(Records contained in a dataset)

---+---

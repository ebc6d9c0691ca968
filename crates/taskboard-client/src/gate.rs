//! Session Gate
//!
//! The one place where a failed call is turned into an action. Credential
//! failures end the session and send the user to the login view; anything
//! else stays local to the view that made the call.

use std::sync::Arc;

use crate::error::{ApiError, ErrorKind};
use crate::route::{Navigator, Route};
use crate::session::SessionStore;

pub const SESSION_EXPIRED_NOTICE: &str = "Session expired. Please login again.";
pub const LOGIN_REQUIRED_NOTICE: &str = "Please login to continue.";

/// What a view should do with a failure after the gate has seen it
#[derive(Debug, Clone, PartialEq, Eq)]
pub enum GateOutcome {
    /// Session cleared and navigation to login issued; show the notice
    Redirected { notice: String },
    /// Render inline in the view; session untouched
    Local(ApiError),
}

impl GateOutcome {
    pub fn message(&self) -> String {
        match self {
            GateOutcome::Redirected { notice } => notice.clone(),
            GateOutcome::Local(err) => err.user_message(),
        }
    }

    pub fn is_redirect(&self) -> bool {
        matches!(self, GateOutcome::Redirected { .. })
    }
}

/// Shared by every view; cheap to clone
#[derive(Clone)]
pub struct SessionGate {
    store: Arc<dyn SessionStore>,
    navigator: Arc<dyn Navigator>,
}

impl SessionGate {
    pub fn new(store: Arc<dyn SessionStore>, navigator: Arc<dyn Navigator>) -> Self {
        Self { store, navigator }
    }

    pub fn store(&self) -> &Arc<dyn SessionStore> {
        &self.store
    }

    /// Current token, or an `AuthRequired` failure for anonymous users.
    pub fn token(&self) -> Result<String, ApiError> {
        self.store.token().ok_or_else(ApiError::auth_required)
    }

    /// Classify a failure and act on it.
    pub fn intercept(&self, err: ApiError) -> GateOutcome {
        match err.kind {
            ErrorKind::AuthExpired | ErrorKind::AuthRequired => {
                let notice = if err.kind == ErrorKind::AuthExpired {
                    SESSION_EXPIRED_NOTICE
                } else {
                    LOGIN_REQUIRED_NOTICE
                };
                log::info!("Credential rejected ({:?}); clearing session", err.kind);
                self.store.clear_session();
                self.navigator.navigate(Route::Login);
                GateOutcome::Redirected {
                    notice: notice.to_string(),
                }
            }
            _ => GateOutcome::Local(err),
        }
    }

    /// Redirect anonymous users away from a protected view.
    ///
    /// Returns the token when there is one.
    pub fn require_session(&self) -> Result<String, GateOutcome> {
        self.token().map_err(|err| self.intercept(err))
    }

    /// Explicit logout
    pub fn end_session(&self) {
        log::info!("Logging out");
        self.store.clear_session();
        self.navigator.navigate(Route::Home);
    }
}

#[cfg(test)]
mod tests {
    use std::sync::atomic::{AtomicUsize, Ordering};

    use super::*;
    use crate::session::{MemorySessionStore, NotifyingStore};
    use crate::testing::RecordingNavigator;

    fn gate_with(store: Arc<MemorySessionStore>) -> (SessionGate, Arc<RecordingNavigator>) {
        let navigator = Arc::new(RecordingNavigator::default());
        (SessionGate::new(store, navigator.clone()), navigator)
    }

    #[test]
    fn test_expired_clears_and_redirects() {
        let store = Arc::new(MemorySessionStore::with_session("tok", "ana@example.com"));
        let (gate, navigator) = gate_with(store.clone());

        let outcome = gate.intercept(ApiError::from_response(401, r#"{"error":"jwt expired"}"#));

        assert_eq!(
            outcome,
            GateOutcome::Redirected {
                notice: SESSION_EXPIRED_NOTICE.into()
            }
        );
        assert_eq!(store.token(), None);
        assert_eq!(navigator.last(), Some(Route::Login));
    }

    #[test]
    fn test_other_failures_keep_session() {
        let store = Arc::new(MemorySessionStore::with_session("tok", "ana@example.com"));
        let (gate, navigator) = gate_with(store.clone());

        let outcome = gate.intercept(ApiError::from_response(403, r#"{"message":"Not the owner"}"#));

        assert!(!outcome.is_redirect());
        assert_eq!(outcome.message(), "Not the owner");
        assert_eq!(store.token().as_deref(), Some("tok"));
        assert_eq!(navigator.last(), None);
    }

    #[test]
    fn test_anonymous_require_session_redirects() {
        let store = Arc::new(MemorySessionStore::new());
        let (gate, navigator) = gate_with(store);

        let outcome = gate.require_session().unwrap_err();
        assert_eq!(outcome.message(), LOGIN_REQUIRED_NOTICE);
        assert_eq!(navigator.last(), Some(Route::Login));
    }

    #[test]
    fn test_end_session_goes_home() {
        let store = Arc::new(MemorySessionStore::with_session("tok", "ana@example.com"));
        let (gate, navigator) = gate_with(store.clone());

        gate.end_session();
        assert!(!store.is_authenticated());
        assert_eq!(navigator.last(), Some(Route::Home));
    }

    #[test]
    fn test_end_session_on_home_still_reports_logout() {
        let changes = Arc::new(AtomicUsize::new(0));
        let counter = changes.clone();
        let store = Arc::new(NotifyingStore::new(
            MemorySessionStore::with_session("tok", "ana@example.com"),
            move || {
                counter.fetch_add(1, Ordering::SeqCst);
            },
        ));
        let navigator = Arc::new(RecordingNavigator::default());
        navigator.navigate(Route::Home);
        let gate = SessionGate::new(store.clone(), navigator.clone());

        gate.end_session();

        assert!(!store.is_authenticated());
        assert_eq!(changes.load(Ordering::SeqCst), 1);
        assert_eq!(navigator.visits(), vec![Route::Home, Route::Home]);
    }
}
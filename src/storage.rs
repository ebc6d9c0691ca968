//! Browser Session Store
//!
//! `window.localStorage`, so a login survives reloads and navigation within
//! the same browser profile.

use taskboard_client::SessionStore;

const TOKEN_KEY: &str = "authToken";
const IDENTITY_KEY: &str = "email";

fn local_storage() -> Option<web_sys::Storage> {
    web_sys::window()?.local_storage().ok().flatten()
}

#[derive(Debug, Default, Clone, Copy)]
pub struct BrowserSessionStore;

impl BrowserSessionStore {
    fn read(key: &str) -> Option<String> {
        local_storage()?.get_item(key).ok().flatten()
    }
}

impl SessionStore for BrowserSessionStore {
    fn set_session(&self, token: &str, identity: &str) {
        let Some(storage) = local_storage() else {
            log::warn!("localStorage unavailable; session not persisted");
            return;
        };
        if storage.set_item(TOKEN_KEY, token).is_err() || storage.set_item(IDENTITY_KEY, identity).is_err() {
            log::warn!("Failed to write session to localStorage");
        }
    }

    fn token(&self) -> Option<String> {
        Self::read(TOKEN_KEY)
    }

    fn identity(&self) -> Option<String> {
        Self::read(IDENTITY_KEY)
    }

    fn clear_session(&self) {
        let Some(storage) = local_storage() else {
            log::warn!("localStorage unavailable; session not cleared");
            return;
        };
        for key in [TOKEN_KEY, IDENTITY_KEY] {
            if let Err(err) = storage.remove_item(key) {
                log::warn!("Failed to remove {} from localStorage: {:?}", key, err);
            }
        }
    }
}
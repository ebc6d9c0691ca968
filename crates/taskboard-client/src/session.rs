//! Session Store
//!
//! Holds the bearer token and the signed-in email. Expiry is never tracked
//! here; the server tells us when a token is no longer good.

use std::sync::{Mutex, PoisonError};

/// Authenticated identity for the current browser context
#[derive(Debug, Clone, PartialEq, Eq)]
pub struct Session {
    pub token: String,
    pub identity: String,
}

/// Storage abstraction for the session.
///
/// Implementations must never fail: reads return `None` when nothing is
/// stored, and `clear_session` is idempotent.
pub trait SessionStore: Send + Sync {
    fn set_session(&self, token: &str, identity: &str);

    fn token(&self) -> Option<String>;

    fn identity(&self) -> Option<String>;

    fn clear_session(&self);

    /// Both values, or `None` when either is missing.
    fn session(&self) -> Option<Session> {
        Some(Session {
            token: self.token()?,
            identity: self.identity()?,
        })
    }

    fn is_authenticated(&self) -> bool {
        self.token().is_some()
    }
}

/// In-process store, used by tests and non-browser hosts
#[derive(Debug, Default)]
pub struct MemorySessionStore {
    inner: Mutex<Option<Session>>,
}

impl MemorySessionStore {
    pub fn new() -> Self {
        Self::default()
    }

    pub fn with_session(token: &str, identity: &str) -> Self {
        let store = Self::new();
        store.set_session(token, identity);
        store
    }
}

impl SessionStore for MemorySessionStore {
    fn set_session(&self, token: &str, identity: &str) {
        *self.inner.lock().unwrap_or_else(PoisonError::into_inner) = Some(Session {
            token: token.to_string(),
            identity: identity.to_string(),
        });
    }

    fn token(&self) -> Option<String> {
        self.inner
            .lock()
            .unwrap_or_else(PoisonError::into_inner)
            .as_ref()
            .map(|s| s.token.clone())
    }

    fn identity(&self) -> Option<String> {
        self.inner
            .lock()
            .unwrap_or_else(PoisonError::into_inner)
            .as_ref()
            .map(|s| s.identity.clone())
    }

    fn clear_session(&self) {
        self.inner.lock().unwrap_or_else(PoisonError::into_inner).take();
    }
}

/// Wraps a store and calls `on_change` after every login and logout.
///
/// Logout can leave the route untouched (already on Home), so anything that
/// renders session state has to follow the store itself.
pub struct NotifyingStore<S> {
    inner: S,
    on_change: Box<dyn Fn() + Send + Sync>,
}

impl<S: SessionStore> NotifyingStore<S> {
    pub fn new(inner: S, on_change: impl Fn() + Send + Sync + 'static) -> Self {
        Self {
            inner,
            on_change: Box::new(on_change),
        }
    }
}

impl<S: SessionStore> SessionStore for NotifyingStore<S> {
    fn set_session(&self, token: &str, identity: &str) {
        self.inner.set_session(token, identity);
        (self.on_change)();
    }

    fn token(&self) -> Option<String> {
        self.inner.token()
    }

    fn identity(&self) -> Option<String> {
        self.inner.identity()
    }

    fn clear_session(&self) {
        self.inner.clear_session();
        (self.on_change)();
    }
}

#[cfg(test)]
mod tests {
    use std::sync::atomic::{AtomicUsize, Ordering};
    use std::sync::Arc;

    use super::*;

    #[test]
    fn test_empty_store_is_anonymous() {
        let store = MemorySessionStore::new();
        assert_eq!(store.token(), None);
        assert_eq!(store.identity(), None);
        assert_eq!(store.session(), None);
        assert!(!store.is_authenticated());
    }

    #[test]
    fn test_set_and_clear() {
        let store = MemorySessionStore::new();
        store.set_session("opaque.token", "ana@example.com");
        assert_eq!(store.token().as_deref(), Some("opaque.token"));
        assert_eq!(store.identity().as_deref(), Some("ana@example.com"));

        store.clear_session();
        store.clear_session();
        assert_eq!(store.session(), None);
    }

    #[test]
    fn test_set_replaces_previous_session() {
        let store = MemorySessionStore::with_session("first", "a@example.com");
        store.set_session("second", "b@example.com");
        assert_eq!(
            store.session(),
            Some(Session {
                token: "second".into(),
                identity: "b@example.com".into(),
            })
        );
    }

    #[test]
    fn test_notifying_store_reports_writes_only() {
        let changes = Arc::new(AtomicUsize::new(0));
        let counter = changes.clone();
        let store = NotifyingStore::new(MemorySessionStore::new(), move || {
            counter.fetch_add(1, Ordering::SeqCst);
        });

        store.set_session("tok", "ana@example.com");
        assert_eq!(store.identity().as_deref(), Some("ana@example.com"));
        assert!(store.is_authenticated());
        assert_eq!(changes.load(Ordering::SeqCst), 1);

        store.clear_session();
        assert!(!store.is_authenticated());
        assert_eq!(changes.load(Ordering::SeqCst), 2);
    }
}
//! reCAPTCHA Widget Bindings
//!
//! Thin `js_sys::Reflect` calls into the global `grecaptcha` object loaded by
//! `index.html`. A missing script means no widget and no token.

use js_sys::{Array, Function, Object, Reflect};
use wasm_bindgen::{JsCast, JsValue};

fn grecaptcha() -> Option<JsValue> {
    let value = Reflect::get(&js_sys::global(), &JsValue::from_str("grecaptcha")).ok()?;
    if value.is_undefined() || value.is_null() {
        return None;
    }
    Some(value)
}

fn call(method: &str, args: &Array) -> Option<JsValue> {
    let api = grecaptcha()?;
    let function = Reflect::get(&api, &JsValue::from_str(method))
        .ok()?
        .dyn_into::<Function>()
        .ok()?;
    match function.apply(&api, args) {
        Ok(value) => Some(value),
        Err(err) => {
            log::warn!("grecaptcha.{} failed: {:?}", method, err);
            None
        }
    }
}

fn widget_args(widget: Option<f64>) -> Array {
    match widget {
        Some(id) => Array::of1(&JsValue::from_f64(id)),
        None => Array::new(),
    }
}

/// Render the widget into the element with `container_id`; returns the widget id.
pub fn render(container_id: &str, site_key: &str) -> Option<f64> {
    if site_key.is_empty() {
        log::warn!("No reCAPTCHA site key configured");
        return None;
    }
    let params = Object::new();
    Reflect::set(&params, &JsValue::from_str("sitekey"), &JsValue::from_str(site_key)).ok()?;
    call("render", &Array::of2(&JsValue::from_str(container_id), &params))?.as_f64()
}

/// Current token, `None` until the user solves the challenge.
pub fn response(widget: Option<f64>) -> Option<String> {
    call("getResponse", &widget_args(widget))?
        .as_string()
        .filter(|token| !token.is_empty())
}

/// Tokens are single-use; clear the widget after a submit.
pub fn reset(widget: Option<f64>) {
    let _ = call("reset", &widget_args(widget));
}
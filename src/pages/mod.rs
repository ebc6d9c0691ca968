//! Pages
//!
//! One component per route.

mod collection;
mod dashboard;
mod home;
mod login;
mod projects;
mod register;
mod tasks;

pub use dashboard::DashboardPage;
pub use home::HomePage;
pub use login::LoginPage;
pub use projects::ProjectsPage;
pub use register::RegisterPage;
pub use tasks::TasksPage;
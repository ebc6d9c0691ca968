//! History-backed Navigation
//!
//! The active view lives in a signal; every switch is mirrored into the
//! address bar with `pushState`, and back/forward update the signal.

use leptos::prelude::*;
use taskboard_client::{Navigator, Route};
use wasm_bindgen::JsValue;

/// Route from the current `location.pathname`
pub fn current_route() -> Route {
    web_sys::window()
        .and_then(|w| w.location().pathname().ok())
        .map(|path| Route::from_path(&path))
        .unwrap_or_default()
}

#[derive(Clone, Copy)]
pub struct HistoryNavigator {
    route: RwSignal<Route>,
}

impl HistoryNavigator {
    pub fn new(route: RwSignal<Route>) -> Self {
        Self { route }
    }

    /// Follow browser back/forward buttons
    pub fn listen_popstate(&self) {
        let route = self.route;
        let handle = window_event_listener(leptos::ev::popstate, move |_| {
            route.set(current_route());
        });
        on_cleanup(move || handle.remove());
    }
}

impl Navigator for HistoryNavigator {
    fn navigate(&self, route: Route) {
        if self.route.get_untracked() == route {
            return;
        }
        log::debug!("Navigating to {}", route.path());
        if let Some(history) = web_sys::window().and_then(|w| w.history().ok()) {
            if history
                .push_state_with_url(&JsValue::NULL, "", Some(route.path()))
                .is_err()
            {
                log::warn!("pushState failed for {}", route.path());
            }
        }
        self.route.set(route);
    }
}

---+---

▸ **The problem**: Return each line from the records that includes the word "AuthExpired".

▸ **Task solution**:
            ErrorKind::AuthExpired | ErrorKind::AuthRequired => {
                let notice = if err.kind == ErrorKind::AuthExpired {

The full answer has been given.